Sunday 25 June 2017

TK Whitaker 1916 -2017: Tributes to the visionary who built the path to modern Ireland

Former Taoiseach Dr Garret FitzGerald and Dr TK Whitaker (right) at the ‘Economic Development – 50 years On’ conference in 2008
Former Taoiseach Dr Garret FitzGerald and Dr TK Whitaker (right) at the ‘Economic Development – 50 years On’ conference in 2008

Greg Harkin

The wide-ranging tributes to the architect of modern Ireland, TK Whitaker, across the political, economic and social spectrum of the country reflected the esteem in which he was held.

Mr Whitaker, who died on Monday aged 100, led the country's economic revival in the 1940s and 1950s and later became governor of the Central Bank.

President Michael D Higgins led the tributes, saying Mr Whitaker's life work "stands as the embodiment of the finest qualities and aspirations of the Irish people".

"I had the privilege and also the great pleasure to know Mr Whitaker," Mr Higgins said.

"His great energy and intellectual rigour was matched by an irresistible personal charm.

"He was as inspiring as he was impressive, and as fine an Irishman as there has been."

Taoiseach Enda Kenny said Mr Whitaker was in every sense a national treasure.

"TK Whitaker changed life, lives and generations in Ireland," he said.

Dublin's Central Bank Governor Philip Lane said Mr Whitaker was a dedicated public servant.

"Governor Whitaker led the modernisation of the Central Bank and the expansion of its mandate, which enabled it to address challenges such as the first oil shock, the modernisation of the domestic financial sector, increased volatility in the international financial system and significant inflationary pressures," he said.

Ibec CEO Danny McCoy said Mr Whitaker had left a business legacy of promoting free trade, and a prosperous all-island economy.

"During a dark period of modern Irish history, characterised by emigration and unemployment, Mr Whitaker espoused a clear vision for the future," he said.

"This included building on the success of other initiatives of the time, including the nascent IDA and the export profits tax relief scheme, which formed the basis of our FDI policy."

"If it were not for his policies, Ireland would not have the modern economy that we have today.
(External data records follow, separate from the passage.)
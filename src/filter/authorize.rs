//! Ingress authorization filters: impersonation, permission evaluation,
//! signature stamping, and desired-permission population.
//!
//! # Ordering
//! ```text
//!  700 impersonation         swap to a target-tenant user token
//!  800 authorization         evaluate endpoint permission (cached decision)
//!  900 signature             stamp the sidecar signature
//! 1000 desired permissions   populate the desired-permission header
//! ```
//!
//! Authorization runs after impersonation so it observes the effective
//! identity; the signature is stamped before the permission header so later
//! signature stripping cannot remove it.

use std::sync::Arc;

use async_trait::async_trait;

use crate::auth::jwt::decode_claims_offloaded;
use crate::context::{
    RequestContext, HEADER_PERMISSIONS_DESIRED, HEADER_REQUEST_ID, HEADER_SIDECAR_SIGNATURE,
};
use crate::error::SidecarError;
use crate::external::{GrantRequest, IdentityProvider};
use crate::filter::{Filter, IngressFilter};
use crate::token::credentials::CredentialCache;
use crate::token::decisions::DecisionCache;
use crate::token::introspection::IntrospectionCache;
use crate::token::token_hash;

pub const ORDER_IMPERSONATION: i32 = 700;
pub const ORDER_AUTHORIZATION: i32 = 800;
pub const ORDER_SIGNATURE: i32 = 900;
pub const ORDER_DESIRED_PERMISSIONS: i32 = 1000;

/// Permission name for an endpoint + method pair.
pub fn endpoint_permission(pattern: &str, method: &str) -> String {
    format!("{}#{}", pattern, method.to_uppercase())
}

/// Swaps the user identity when the token's issuer tenant differs from the
/// target tenant of the request.
pub struct ImpersonationFilter {
    idp: Arc<dyn IdentityProvider>,
    credentials: Arc<CredentialCache>,
    client_id: String,
}

impl ImpersonationFilter {
    pub fn new(
        idp: Arc<dyn IdentityProvider>,
        credentials: Arc<CredentialCache>,
        client_id: String,
    ) -> Self {
        Self { idp, credentials, client_id }
    }

    async fn exchange(
        &self,
        target_tenant: &str,
        subject_token: &str,
    ) -> Result<crate::token::Token, SidecarError> {
        let secret = self
            .credentials
            .client_secret(target_tenant, &self.client_id)
            .await?;
        let request = GrantRequest::TokenExchange {
            target_tenant: target_tenant.to_string(),
            subject_token: subject_token.to_string(),
            client_id: self.client_id.clone(),
            client_secret: secret,
        };

        match self.idp.grant(request).await {
            Ok(token) => Ok(token),
            Err(err) if err.is_credential_staleness_candidate() => {
                tracing::warn!(
                    tenant = %target_tenant,
                    "Token exchange rejected; clearing cached credential and retrying once"
                );
                self.credentials.invalidate_client(target_tenant, &self.client_id);
                let secret = self
                    .credentials
                    .client_secret(target_tenant, &self.client_id)
                    .await?;
                self.idp
                    .grant(GrantRequest::TokenExchange {
                        target_tenant: target_tenant.to_string(),
                        subject_token: subject_token.to_string(),
                        client_id: self.client_id.clone(),
                        client_secret: secret,
                    })
                    .await
            }
            Err(err) => Err(err),
        }
    }
}

#[async_trait]
impl Filter for ImpersonationFilter {
    fn name(&self) -> &'static str {
        "impersonation"
    }

    fn order(&self) -> i32 {
        ORDER_IMPERSONATION
    }

    fn should_skip(&self, ctx: &RequestContext) -> bool {
        ctx.self_request || ctx.user_claims.is_none()
    }

    async fn filter(&self, ctx: &mut RequestContext) -> Result<(), SidecarError> {
        let target_tenant = ctx
            .tenant
            .clone()
            .ok_or_else(|| SidecarError::Authentication("tenant not resolved".into()))?;
        let issuer_tenant = match &ctx.user_claims {
            Some(claims) => claims.issuer_tenant()?,
            None => return Ok(()),
        };
        if issuer_tenant == target_tenant {
            return Ok(());
        }

        let subject_token = ctx
            .user_token
            .clone()
            .ok_or_else(|| SidecarError::Authentication("user token missing".into()))?;
        let exchanged = self.exchange(&target_tenant, &subject_token).await?;
        let new_claims = decode_claims_offloaded(exchanged.access_token.clone()).await?;

        tracing::info!(
            request_id = %ctx.request_id,
            from_tenant = %issuer_tenant,
            to_tenant = %target_tenant,
            token = %token_hash(&exchanged.access_token),
            "Impersonated user into target tenant"
        );
        ctx.replace_user_identity(exchanged.access_token, new_claims);
        Ok(())
    }
}

impl IngressFilter for ImpersonationFilter {}

/// Evaluates the endpoint-derived permission for the effective identity.
pub struct AuthorizationFilter {
    decisions: Arc<DecisionCache>,
    introspection: Arc<IntrospectionCache>,
}

impl AuthorizationFilter {
    pub fn new(decisions: Arc<DecisionCache>, introspection: Arc<IntrospectionCache>) -> Self {
        Self { decisions, introspection }
    }
}

#[async_trait]
impl Filter for AuthorizationFilter {
    fn name(&self) -> &'static str {
        "authorization"
    }

    fn order(&self) -> i32 {
        ORDER_AUTHORIZATION
    }

    fn should_skip(&self, ctx: &RequestContext) -> bool {
        ctx.self_request
    }

    async fn filter(&self, ctx: &mut RequestContext) -> Result<(), SidecarError> {
        let tenant = ctx
            .tenant
            .clone()
            .ok_or_else(|| SidecarError::Authentication("tenant not resolved".into()))?;

        // A cached "inactive" verdict (logout) rejects without re-introspection.
        if let (Some(claims), Some(token)) = (&ctx.user_claims, &ctx.user_token) {
            let verdict = self.introspection.verdict(&tenant, claims, token).await?;
            if !verdict.active {
                return Err(SidecarError::Authentication("token is no longer active".into()));
            }
        }

        let entry = match &ctx.routing {
            Some(entry) => Arc::clone(entry),
            None => return Ok(()),
        };
        if entry.endpoint.permissions_required.is_empty() {
            return Ok(());
        }

        // The possibly-impersonated user identity wins over the system one.
        let (claims, token) = match (&ctx.user_claims, &ctx.user_token) {
            (Some(claims), Some(token)) => (claims, token),
            _ => match (&ctx.system_claims, &ctx.system_token) {
                (Some(claims), Some(token)) => (claims, token),
                _ => {
                    return Err(SidecarError::Authentication(
                        "endpoint requires permissions but no token is present".into(),
                    ))
                }
            },
        };

        let permission =
            endpoint_permission(&entry.endpoint.path_pattern, ctx.method.as_str());
        let allowed = self
            .decisions
            .evaluate(&tenant, claims, token, &permission)
            .await?;
        if allowed {
            Ok(())
        } else {
            Err(SidecarError::Authorization { permission })
        }
    }
}

impl IngressFilter for AuthorizationFilter {}

/// Stamps the sidecar signature and ensures the request id header.
///
/// Runs for self-requests too; only tenant/authorization work is skipped on
/// the trusted loopback path.
pub struct SignatureFilter {
    signature: Arc<str>,
}

impl SignatureFilter {
    pub fn new(signature: Arc<str>) -> Self {
        Self { signature }
    }
}

#[async_trait]
impl Filter for SignatureFilter {
    fn name(&self) -> &'static str {
        "signature"
    }

    fn order(&self) -> i32 {
        ORDER_SIGNATURE
    }

    async fn filter(&self, ctx: &mut RequestContext) -> Result<(), SidecarError> {
        let signature = self.signature.to_string();
        let request_id = ctx.request_id.clone();
        ctx.set_header(HEADER_SIDECAR_SIGNATURE, &signature);
        ctx.set_header(HEADER_REQUEST_ID, &request_id);
        Ok(())
    }
}

impl IngressFilter for SignatureFilter {}

/// Populates the desired-permissions header from the caller's permissions.
pub struct DesiredPermissionsFilter {
    idp: Arc<dyn IdentityProvider>,
}

impl DesiredPermissionsFilter {
    pub fn new(idp: Arc<dyn IdentityProvider>) -> Self {
        Self { idp }
    }
}

#[async_trait]
impl Filter for DesiredPermissionsFilter {
    fn name(&self) -> &'static str {
        "desired_permissions"
    }

    fn order(&self) -> i32 {
        ORDER_DESIRED_PERMISSIONS
    }

    fn should_skip(&self, ctx: &RequestContext) -> bool {
        ctx.user_token.is_none()
            || ctx
                .routing
                .as_ref()
                .map_or(true, |entry| entry.endpoint.permissions_desired.is_empty())
    }

    async fn filter(&self, ctx: &mut RequestContext) -> Result<(), SidecarError> {
        let desired = match &ctx.routing {
            Some(entry) => entry.endpoint.permissions_desired.clone(),
            None => return Ok(()),
        };
        let tenant = ctx
            .tenant
            .clone()
            .ok_or_else(|| SidecarError::Authentication("tenant not resolved".into()))?;
        let token = match ctx.user_token.clone() {
            Some(token) => token,
            None => return Ok(()),
        };

        let held = self.idp.user_permissions(&tenant, &token).await?;
        let granted: Vec<String> = held
            .into_iter()
            .filter(|permission| desired.iter().any(|prefix| permission.starts_with(prefix)))
            .collect();

        if !granted.is_empty() {
            ctx.set_header(HEADER_PERMISSIONS_DESIRED, &granted.join(","));
        }
        Ok(())
    }
}

impl IngressFilter for DesiredPermissionsFilter {}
It is also reasonable to say that IDA Ireland, in its current form, would not exist were it not for the policies that he espoused in the 1950s and 1960s," Martin Shanahan, CEO of IDA Ireland, said.

"TK Whitaker's thinking facilitated the growth of the foreign investment community in Ireland - this community directly employs over 200,000 people in multinationals and indirectly supports many more jobs across Ireland today."
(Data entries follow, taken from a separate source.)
//! Ingress authentication filters: header validation, self-request
//! detection, JWT parsing, and tenant checks.
//!
//! # Ordering
//! ```text
//! 100 header validation     reject duplicate platform headers
//! 200 self-request          trusted loopback shortcut, sets ctx.self_request
//! 300 system JWT parse      module-to-module token
//! 400 user JWT parse        tolerant when a system JWT is present
//! 500 tenant resolution     single-tenant consistency unless cross-tenant
//! 600 tenant enabled        registry check (entitlement events)
//! ```
//!
//! Authorization-side filters (impersonation, permission evaluation,
//! signature, desired permissions) live in `authorize.rs`.

use std::sync::Arc;

use async_trait::async_trait;

use crate::context::{
    RequestContext, HEADER_SIDECAR_SIGNATURE, HEADER_SYSTEM_TOKEN, HEADER_TENANT,
    SINGLETON_PLATFORM_HEADERS,
};
use crate::auth::jwt::decode_claims_offloaded;
use crate::error::SidecarError;
use crate::events::{TenantRegistry, TenantStatus};
use crate::filter::{Filter, IngressFilter};

pub const ORDER_HEADER_VALIDATION: i32 = 100;
pub const ORDER_SELF_REQUEST: i32 = 200;
pub const ORDER_SYSTEM_JWT: i32 = 300;
pub const ORDER_USER_JWT: i32 = 400;
pub const ORDER_TENANT_RESOLUTION: i32 = 500;
pub const ORDER_TENANT_ENABLED: i32 = 600;

/// Rejects requests that carry a singleton platform header more than once.
pub struct HeaderValidationFilter;

#[async_trait]
impl Filter for HeaderValidationFilter {
    fn name(&self) -> &'static str {
        "header_validation"
    }

    fn order(&self) -> i32 {
        ORDER_HEADER_VALIDATION
    }

    async fn filter(&self, ctx: &mut RequestContext) -> Result<(), SidecarError> {
        for header in SINGLETON_PLATFORM_HEADERS {
            if ctx.header_count(header) > 1 {
                return Err(SidecarError::Validation(format!(
                    "duplicate platform header: {}",
                    header
                )));
            }
        }
        Ok(())
    }
}

impl IngressFilter for HeaderValidationFilter {}

/// Detects requests the module sent to itself through its own sidecar.
///
/// A request carrying this sidecar's own signature took the loopback path;
/// later tenant/authorization filters treat it as trusted and skip.
pub struct SelfRequestFilter {
    signature: Arc<str>,
}

impl SelfRequestFilter {
    pub fn new(signature: Arc<str>) -> Self {
        Self { signature }
    }
}

#[async_trait]
impl Filter for SelfRequestFilter {
    fn name(&self) -> &'static str {
        "self_request"
    }

    fn order(&self) -> i32 {
        ORDER_SELF_REQUEST
    }

    async fn filter(&self, ctx: &mut RequestContext) -> Result<(), SidecarError> {
        if ctx.header(HEADER_SIDECAR_SIGNATURE) == Some(self.signature.as_ref()) {
            ctx.self_request = true;
            tracing::debug!(request_id = %ctx.request_id, "Self-request detected");
        }
        Ok(())
    }
}

impl IngressFilter for SelfRequestFilter {}

/// Parses the system (module-to-module) token, when present.
///
/// A malformed system token is tolerated here; the user-JWT filter decides
/// whether the request still carries a usable identity.
pub struct SystemJwtFilter;

#[async_trait]
impl Filter for SystemJwtFilter {
    fn name(&self) -> &'static str {
        "system_jwt"
    }

    fn order(&self) -> i32 {
        ORDER_SYSTEM_JWT
    }

    async fn filter(&self, ctx: &mut RequestContext) -> Result<(), SidecarError> {
        let token = match ctx.header(HEADER_SYSTEM_TOKEN) {
            Some(token) => token.to_string(),
            None => return Ok(()),
        };

        match decode_claims_offloaded(token.clone()).await {
            Ok(claims) => {
                ctx.system_claims = Some(claims);
                ctx.system_token = Some(token);
            }
            Err(err) => {
                tracing::warn!(
                    request_id = %ctx.request_id,
                    error = %err,
                    "System token unparseable; deferring to user token"
                );
            }
        }
        Ok(())
    }
}

impl IngressFilter for SystemJwtFilter {}

/// Parses the end-user token from the Authorization header.
///
/// Mutually tolerant with the system-JWT filter: a malformed or missing user
/// token is fatal only when no system token was parsed either. Self-requests
/// are trusted without any token.
pub struct UserJwtFilter;

fn bearer_token(ctx: &RequestContext) -> Option<String> {
    let value = ctx.header(http::header::AUTHORIZATION.as_str())?;
    value
        .strip_prefix("Bearer ")
        .or_else(|| value.strip_prefix("bearer "))
        .map(str::to_string)
}

#[async_trait]
impl Filter for UserJwtFilter {
    fn name(&self) -> &'static str {
        "user_jwt"
    }

    fn order(&self) -> i32 {
        ORDER_USER_JWT
    }

    fn should_skip(&self, ctx: &RequestContext) -> bool {
        ctx.self_request
    }

    async fn filter(&self, ctx: &mut RequestContext) -> Result<(), SidecarError> {
        let has_system_identity = ctx.system_claims.is_some();

        let token = match bearer_token(ctx) {
            Some(token) => token,
            None if has_system_identity => return Ok(()),
            None => {
                return Err(SidecarError::Authentication(
                    "request carries no user or system token".into(),
                ))
            }
        };

        match decode_claims_offloaded(token.clone()).await {
            Ok(claims) => {
                ctx.user_claims = Some(claims);
                ctx.user_token = Some(token);
                Ok(())
            }
            Err(err) if has_system_identity => {
                tracing::warn!(
                    request_id = %ctx.request_id,
                    error = %err,
                    "User token unparseable; continuing on system identity"
                );
                Ok(())
            }
            Err(err) => Err(err),
        }
    }
}

impl IngressFilter for UserJwtFilter {}

/// Resolves the request tenant from token claims.
pub struct TenantResolutionFilter {
    allow_cross_tenant: bool,
}

impl TenantResolutionFilter {
    pub fn new(allow_cross_tenant: bool) -> Self {
        Self { allow_cross_tenant }
    }
}

#[async_trait]
impl Filter for TenantResolutionFilter {
    fn name(&self) -> &'static str {
        "tenant_resolution"
    }

    fn order(&self) -> i32 {
        ORDER_TENANT_RESOLUTION
    }

    fn should_skip(&self, ctx: &RequestContext) -> bool {
        ctx.self_request
    }

    async fn filter(&self, ctx: &mut RequestContext) -> Result<(), SidecarError> {
        let user_tenant = ctx
            .user_claims
            .as_ref()
            .map(|claims| claims.issuer_tenant())
            .transpose()?;
        let system_tenant = ctx
            .system_claims
            .as_ref()
            .map(|claims| claims.issuer_tenant())
            .transpose()?;

        if let (Some(user), Some(system)) = (&user_tenant, &system_tenant) {
            if user != system && !self.allow_cross_tenant {
                return Err(SidecarError::Authentication(format!(
                    "tokens reference different tenants: {} vs {}",
                    user, system
                )));
            }
        }

        let token_tenant = user_tenant
            .or(system_tenant)
            .ok_or_else(|| SidecarError::Authentication("no tenant in token claims".into()))?;

        // The tenant header names the target tenant. When it disagrees with
        // the token's issuer, the request is cross-tenant: the header wins
        // and the impersonation filter exchanges the token downstream.
        let tenant = match ctx.header(HEADER_TENANT) {
            Some(header_tenant) if header_tenant != token_tenant => {
                if !self.allow_cross_tenant {
                    return Err(SidecarError::Authentication(format!(
                        "tenant header {} disagrees with token tenant {}",
                        header_tenant, token_tenant
                    )));
                }
                header_tenant.to_string()
            }
            _ => token_tenant,
        };

        ctx.set_header(HEADER_TENANT, &tenant);
        ctx.tenant = Some(tenant);
        Ok(())
    }
}

impl IngressFilter for TenantResolutionFilter {}

/// Rejects requests for tenants this sidecar does not serve.
pub struct TenantEnabledFilter {
    registry: Arc<TenantRegistry>,
}

impl TenantEnabledFilter {
    pub fn new(registry: Arc<TenantRegistry>) -> Self {
        Self { registry }
    }
}

#[async_trait]
impl Filter for TenantEnabledFilter {
    fn name(&self) -> &'static str {
        "tenant_enabled"
    }

    fn order(&self) -> i32 {
        ORDER_TENANT_ENABLED
    }

    fn should_skip(&self, ctx: &RequestContext) -> bool {
        ctx.self_request
    }

    async fn filter(&self, ctx: &mut RequestContext) -> Result<(), SidecarError> {
        let tenant = ctx
            .tenant
            .as_deref()
            .ok_or_else(|| SidecarError::Authentication("tenant not resolved".into()))?;

        match self.registry.status(tenant) {
            TenantStatus::Enabled => Ok(()),
            TenantStatus::Disabled => Err(SidecarError::TenantDisabled(tenant.to_string())),
            TenantStatus::Unknown => Err(SidecarError::UnknownTenant(tenant.to_string())),
        }
    }
}

impl IngressFilter for TenantEnabledFilter {}

#[cfg(test)]
mod tests {
    use super::*;
    use crate::auth::jwt::{encode_unsigned, now_epoch_secs, Claims};
    use crate::context::Direction;
    use http::{HeaderMap, HeaderValue, Method};

    fn claims(tenant: &str) -> Claims {
        Claims {
            sub: "user-1".into(),
            iss: format!("https://idp.local/realms/{}", tenant),
            exp: now_epoch_secs() + 600,
            sid: Some("sess-1".into()),
            tenant: None,
        }
    }

    fn ctx(headers: HeaderMap) -> RequestContext {
        RequestContext::new(Direction::Ingress, Method::GET, "/foo", headers)
    }

    #[tokio::test]
    async fn duplicate_platform_header_is_rejected() {
        let mut headers = HeaderMap::new();
        headers.append(HEADER_TENANT, HeaderValue::from_static("acme"));
        headers.append(HEADER_TENANT, HeaderValue::from_static("globex"));
        let mut ctx = ctx(headers);

        let err = HeaderValidationFilter.filter(&mut ctx).await.unwrap_err();
        assert!(matches!(err, SidecarError::Validation(_)));
    }

    #[tokio::test]
    async fn self_request_flag_set_on_own_signature() {
        let signature: Arc<str> = Arc::from("sig-123");
        let filter = SelfRequestFilter::new(Arc::clone(&signature));

        let mut headers = HeaderMap::new();
        headers.insert(HEADER_SIDECAR_SIGNATURE, HeaderValue::from_static("sig-123"));
        let mut trusted = ctx(headers);
        filter.filter(&mut trusted).await.unwrap();
        assert!(trusted.self_request);

        let mut untrusted = ctx(HeaderMap::new());
        filter.filter(&mut untrusted).await.unwrap();
        assert!(!untrusted.self_request);
    }

    #[tokio::test]
    async fn missing_both_tokens_is_fatal() {
        let mut ctx = ctx(HeaderMap::new());
        let err = UserJwtFilter.filter(&mut ctx).await.unwrap_err();
        assert!(matches!(err, SidecarError::Authentication(_)));
    }

    #[tokio::test]
    async fn malformed_user_token_tolerated_with_system_identity() {
        let mut headers = HeaderMap::new();
        headers.insert(
            http::header::AUTHORIZATION,
            HeaderValue::from_static("Bearer not-a-jwt"),
        );
        let mut ctx = ctx(headers);
        ctx.system_claims = Some(claims("acme"));

        UserJwtFilter.filter(&mut ctx).await.unwrap();
        assert!(ctx.user_claims.is_none());
    }

    #[tokio::test]
    async fn malformed_user_token_fatal_without_system_identity() {
        let mut headers = HeaderMap::new();
        headers.insert(
            http::header::AUTHORIZATION,
            HeaderValue::from_static("Bearer not-a-jwt"),
        );
        let mut ctx = ctx(headers);

        assert!(UserJwtFilter.filter(&mut ctx).await.is_err());
    }

    #[tokio::test]
    async fn parses_valid_user_token() {
        let token = encode_unsigned(&claims("acme"));
        let mut headers = HeaderMap::new();
        headers.insert(
            http::header::AUTHORIZATION,
            HeaderValue::from_str(&format!("Bearer {}", token)).unwrap(),
        );
        let mut ctx = ctx(headers);

        UserJwtFilter.filter(&mut ctx).await.unwrap();
        assert_eq!(ctx.user_claims.as_ref().unwrap().sub, "user-1");
        assert_eq!(ctx.user_token.as_deref(), Some(token.as_str()));
    }

    #[tokio::test]
    async fn tenant_conflict_rejected_unless_cross_tenant() {
        let mut ctx_conflict = ctx(HeaderMap::new());
        ctx_conflict.user_claims = Some(claims("acme"));
        ctx_conflict.system_claims = Some(claims("globex"));

        let strict = TenantResolutionFilter::new(false);
        assert!(strict.filter(&mut ctx_conflict).await.is_err());

        let mut ctx_cross = ctx(HeaderMap::new());
        ctx_cross.user_claims = Some(claims("acme"));
        ctx_cross.system_claims = Some(claims("globex"));
        let tolerant = TenantResolutionFilter::new(true);
        tolerant.filter(&mut ctx_cross).await.unwrap();
        assert_eq!(ctx_cross.tenant.as_deref(), Some("acme"));
    }

    #[tokio::test]
    async fn tenant_resolution_stamps_header() {
        let mut c = ctx(HeaderMap::new());
        c.user_claims = Some(claims("acme"));
        TenantResolutionFilter::new(false).filter(&mut c).await.unwrap();
        assert_eq!(c.tenant.as_deref(), Some("acme"));
        assert_eq!(c.header(HEADER_TENANT), Some("acme"));
    }

    #[tokio::test]
    async fn tenant_enabled_gate() {
        let registry = Arc::new(TenantRegistry::new());
        let filter = TenantEnabledFilter::new(Arc::clone(&registry));

        let mut c = ctx(HeaderMap::new());
        c.tenant = Some("acme".into());
        assert!(matches!(
            filter.filter(&mut c).await,
            Err(SidecarError::UnknownTenant(_))
        ));

        registry.set_enabled("acme", false);
        assert!(matches!(
            filter.filter(&mut c).await,
            Err(SidecarError::TenantDisabled(_))
        ));

        registry.set_enabled("acme", true);
        filter.filter(&mut c).await.unwrap();
    }
}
Fianna Fáil Leader Micheál Martin said the passing of Mr Whitaker was a major loss for the Irish nation.

"Under any metric, TK Whitaker was an Irish patriot. His 75 years of service to the Irish people...changed Ireland for the better, and that's a legacy his family can be rightly proud of," Mr Martin said.

"TK was a proud Gaeilgóir, and throughout his life retained a deep sense of love for Irish culture."

Mr Whitaker, a native of Co Down, never forgot his roots. He was instrumental in organising the first official talks between a Taoiseach and a Northern Ireland prime minister. He understood the importance of North-South co-operation and of partnership between the different traditions on this island, said SDLP Leader Colum Eastwood.

"More than any other public servant, he shaped the landscape of modern Ireland," he said. "A proud Down man, perhaps above all else, his life and career showed public service to be a worthwhile and noble profession.

"Although he lived to the great age of 100 years, Ken Whitaker achieved the work of two lifetimes. His was a life incredibly well lived."